Questioning Power · Session 001

When They Say There Is No Money

A table conversation about political language. The point is the question the reader learns to ask.

Voice One

There is a sentence people in power use when they want the public to stop asking questions.

Voice Two

“There is no money.”

Voice One

Yes. It sounds like maths. But it is usually a political choice.

Voice Two

People hear it all the time. No money for nurses. No money for schools. No money for social care. No money for housing. No money for the things people need to live properly.

Voice One

So ask the next question: what does the country still find money for?

Voice Two

Weapons. Private contracts. Consultants. Subsidies. Rescue packages when banks or big companies are in trouble.

Voice One

Exactly. So “there is no money” often means “there is no money for this person or this service.”

Voice Two

But the public are told it is just unavoidable.

Voice One

That is the trick. A choice is made to sound like a fact.

Voice Two

A family asking for a secure home is told to be realistic. A disabled person asking for support is told the system is under pressure. A young person asking for a future is told to work harder and expect less.

Voice One

And when a weapons system costs more than planned?

Voice Two

That is called national security.

Voice One

When a private company fails?

Voice Two

That is called too important to collapse.

Voice One

When a bank is in trouble?

Voice Two

That is called protecting stability.

Voice One

So the country does have money. The real question is who gets to decide what the money is for.

Voice Two

They make shortage sound natural, like bad weather.

Voice One

But poverty is not weather. It is shaped by rent, wages, bills, laws, budgets, and who owns important things.

Voice Two

That is clearer. People are not just poor because life is hard. Many are poor because the rules push money away from them.

Voice One

Good. Begin there.
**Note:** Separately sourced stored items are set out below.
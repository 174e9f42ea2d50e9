//! Tool registry: name → {schema, executor}
//!
//! The registry is an explicit object built once at startup and shared by
//! reference. Lookups take a read lock, so concurrent `call`s from different
//! identities never block each other.

use std::collections::HashMap;
use std::sync::Arc;
use std::time::{Duration, Instant};

use parking_lot::RwLock;

use crate::error::{Error, Result};
use crate::tool::{BoxedTool, FnTool, ToolContext, ToolFn, ToolResult, to_api_tool};

/// One observed registry call
#[derive(Debug, Clone, PartialEq)]
pub struct CallRecord {
    pub name: String,
    pub duration: Duration,
    pub success: bool,
}

/// Receives a [`CallRecord`] for every `call`, hit or miss
pub trait CallObserver: Send + Sync {
    fn observe(&self, record: &CallRecord);
}

/// Default observer: one structured log line per call
pub struct TracingObserver;

impl CallObserver for TracingObserver {
    fn observe(&self, record: &CallRecord) {
        tracing::info!(
            tool = %record.name,
            elapsed_ms = record.duration.as_millis() as u64,
            status = if record.success { "ok" } else { "error" },
            "tool call"
        );
    }
}

struct Entry {
    tool: BoxedTool,
    validator: Option<Arc<jsonschema::Validator>>,
}

/// Process-wide tool catalog
pub struct ToolRegistry {
    entries: RwLock<HashMap<String, Entry>>,
    observer: Arc<dyn CallObserver>,
}

impl Default for ToolRegistry {
    fn default() -> Self {
        Self::new()
    }
}

impl ToolRegistry {
    pub fn new() -> Self {
        Self::with_observer(Arc::new(TracingObserver))
    }

    pub fn with_observer(observer: Arc<dyn CallObserver>) -> Self {
        Self {
            entries: RwLock::new(HashMap::new()),
            observer,
        }
    }

    /// Register a tool. A second registration under the same name replaces the first.
    pub fn register(&self, tool: BoxedTool) {
        let name = tool.name().to_string();
        let schema = tool.parameters_schema();
        let validator = match jsonschema::validator_for(&schema) {
            Ok(v) => Some(Arc::new(v)),
            Err(e) => {
                tracing::warn!(
                    "Invalid tool parameter schema for '{}', skipping validation: {}",
                    name,
                    e
                );
                None
            }
        };

        let replaced = self
            .entries
            .write()
            .insert(name.clone(), Entry { tool, validator })
            .is_some();
        if replaced {
            tracing::debug!(tool = %name, "replaced existing tool registration");
        }
    }

    /// Register a closure-backed tool
    pub fn register_fn(
        &self,
        name: impl Into<String>,
        description: impl Into<String>,
        schema: serde_json::Value,
        executor: ToolFn,
    ) {
        self.register(Arc::new(FnTool::new(name, description, schema, executor)));
    }

    /// Model-consumable catalog; order is not significant
    pub fn list(&self) -> Vec<huddle_ai::Tool> {
        self.entries
            .read()
            .values()
            .map(|e| to_api_tool(e.tool.as_ref()))
            .collect()
    }

    pub fn contains(&self, name: &str) -> bool {
        self.entries.read().contains_key(name)
    }

    pub fn len(&self) -> usize {
        self.entries.read().len()
    }

    pub fn is_empty(&self) -> bool {
        self.entries.read().is_empty()
    }

    /// Invoke a tool by name.
    ///
    /// Arguments that fail schema validation come back as an error result
    /// without reaching the executor.
    pub async fn call(&self, name: &str, args: serde_json::Value, ctx: &ToolContext) -> Result<ToolResult> {
        let started = Instant::now();
        let found = {
            let entries = self.entries.read();
            entries
                .get(name)
                .map(|e| (e.tool.clone(), e.validator.clone()))
        };

        let outcome = match found {
            None => Err(Error::ToolNotFound(name.to_string())),
            Some((tool, validator)) => {
                match validator.and_then(|v| validate_with_validator(&args, &v)) {
                    Some(err) => Ok(ToolResult::error(err)),
                    None => tool.execute(args, ctx).await,
                }
            }
        };

        let success = matches!(&outcome, Ok(r) if !r.is_error);
        self.observer.observe(&CallRecord {
            name: name.to_string(),
            duration: started.elapsed(),
            success,
        });
        outcome
    }
}

/// Returns `Some(error_message)` if validation fails, `None` if valid.
fn validate_with_validator(args: &serde_json::Value, validator: &jsonschema::Validator) -> Option<String> {
    let errors: Vec<String> = validator
        .iter_errors(args)
        .map(|e| {
            let path = e.instance_path.to_string();
            if path.is_empty() {
                e.to_string()
            } else {
                format!("{}: {}", path, e)
            }
        })
        .collect();

    if errors.is_empty() {
        None
    } else {
        Some(format!("Tool argument validation failed:\n{}", errors.join("\n")))
    }
}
Keep the question simple.

Voice Two

When they say there is no money, ask: no money for whom?

Voice One

Yes. Then ask: what still gets funded without a fight?

Voice Two

That shows the priority.

Voice One

Budgets show what a government protects first.

Voice Two

So when leaders say “difficult decisions,” we should ask who the decision is difficult for.

Voice One

Exactly. A difficult decision made by a comfortable person can mean suffering moved onto someone with less power.

Voice Two

The public are told the NHS must become more efficient. But they are not always told that private companies can make money from NHS work. If care is outsourced, delayed, or split into contracts, illness can become income for businesses.

Voice One

That is much clearer. Say the plain version.

Voice Two

If the NHS is short of money but private firms are still being paid, ask who benefits from the shortage.

Voice One

Good. Again.

Voice Two

Councils are told to tighten their belts. But many local services were already cut for years before people were told to blame the council.

Voice One

Again.

Voice Two

Workers are told wages must stay low. But rents, profits, dividends, and executive pay are not held down in the same way.

Voice One

There is the lesson.

Voice Two

The same need gets different names depending on who has it.

Voice One

Show me.

Voice Two

A child needing a warm classroom is called a cost. A landlord charging more rent is called the market.

Voice One

Good.

Voice Two

A nurse needing fair pay is called inflationary. A contractor needing profit is called efficiency.

Voice One

Keep going.

Voice Two

A family needing food is called dependency. A corporation needing public money is called partnership.

Voice One

That is how the language works. Put the phrases beside each other and the double standard becomes visible.

Voice Two

So the reader’s tool is comparison.

Voice One

Yes. Do not argue with “there is no money” on its own. Compare it with what still gets funded.

Voice Two

When they say there is no money, ask what still gets funded.

Voice One

And ask who taught you to see one need as impossible and another as normal.

Political tool

When someone says “there is no money,” ask:

What still gets funded without hesitation — and who benefits from that choice?